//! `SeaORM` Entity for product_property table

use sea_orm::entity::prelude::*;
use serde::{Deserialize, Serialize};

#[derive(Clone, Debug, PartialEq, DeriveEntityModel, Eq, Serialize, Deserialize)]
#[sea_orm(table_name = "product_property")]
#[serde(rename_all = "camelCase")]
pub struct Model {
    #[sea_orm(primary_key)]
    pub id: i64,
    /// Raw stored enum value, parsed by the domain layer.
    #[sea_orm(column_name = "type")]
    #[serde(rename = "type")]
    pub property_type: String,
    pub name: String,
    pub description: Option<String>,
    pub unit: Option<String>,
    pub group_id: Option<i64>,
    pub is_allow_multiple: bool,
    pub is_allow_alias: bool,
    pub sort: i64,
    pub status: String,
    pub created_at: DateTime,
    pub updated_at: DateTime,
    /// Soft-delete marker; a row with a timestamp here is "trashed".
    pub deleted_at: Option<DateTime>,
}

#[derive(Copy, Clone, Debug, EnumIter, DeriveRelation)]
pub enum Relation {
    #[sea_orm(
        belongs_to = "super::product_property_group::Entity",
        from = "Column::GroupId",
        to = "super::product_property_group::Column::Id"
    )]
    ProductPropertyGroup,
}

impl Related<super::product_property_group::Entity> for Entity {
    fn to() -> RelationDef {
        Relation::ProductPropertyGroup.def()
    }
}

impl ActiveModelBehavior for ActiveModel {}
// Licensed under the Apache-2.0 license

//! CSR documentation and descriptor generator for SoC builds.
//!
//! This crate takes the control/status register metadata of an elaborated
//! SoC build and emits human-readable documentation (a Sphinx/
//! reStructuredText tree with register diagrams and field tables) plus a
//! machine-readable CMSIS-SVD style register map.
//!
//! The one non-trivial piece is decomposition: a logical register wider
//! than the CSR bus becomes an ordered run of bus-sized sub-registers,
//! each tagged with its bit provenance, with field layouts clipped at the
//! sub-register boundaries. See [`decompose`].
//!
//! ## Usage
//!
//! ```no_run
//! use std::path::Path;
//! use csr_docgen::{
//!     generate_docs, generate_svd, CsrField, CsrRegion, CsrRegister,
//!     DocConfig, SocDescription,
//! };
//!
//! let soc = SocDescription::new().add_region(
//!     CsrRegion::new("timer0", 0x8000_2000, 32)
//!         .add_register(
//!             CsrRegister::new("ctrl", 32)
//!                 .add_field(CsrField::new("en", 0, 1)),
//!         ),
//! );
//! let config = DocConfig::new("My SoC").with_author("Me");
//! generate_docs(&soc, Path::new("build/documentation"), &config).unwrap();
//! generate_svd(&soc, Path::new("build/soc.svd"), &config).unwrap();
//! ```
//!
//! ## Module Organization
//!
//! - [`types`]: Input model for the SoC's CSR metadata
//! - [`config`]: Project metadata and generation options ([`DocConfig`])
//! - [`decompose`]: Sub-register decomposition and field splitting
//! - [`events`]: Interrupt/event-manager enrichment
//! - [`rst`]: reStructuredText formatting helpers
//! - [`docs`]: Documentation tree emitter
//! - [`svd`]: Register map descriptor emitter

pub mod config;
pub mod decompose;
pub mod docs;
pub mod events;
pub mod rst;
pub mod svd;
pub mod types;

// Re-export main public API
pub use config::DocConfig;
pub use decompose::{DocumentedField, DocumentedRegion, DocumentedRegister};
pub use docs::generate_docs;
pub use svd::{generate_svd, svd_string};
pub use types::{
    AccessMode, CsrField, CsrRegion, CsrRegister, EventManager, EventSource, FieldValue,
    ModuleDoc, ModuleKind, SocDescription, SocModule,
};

> **Instructions to follow**: Scan the material above for the string "Clone", returning each line that contains it.

> **Solution for this task**:
#[derive(Clone, Debug, PartialEq, DeriveEntityModel, Eq, Serialize, Deserialize)]
#[derive(Copy, Clone, Debug, EnumIter, DeriveRelation)]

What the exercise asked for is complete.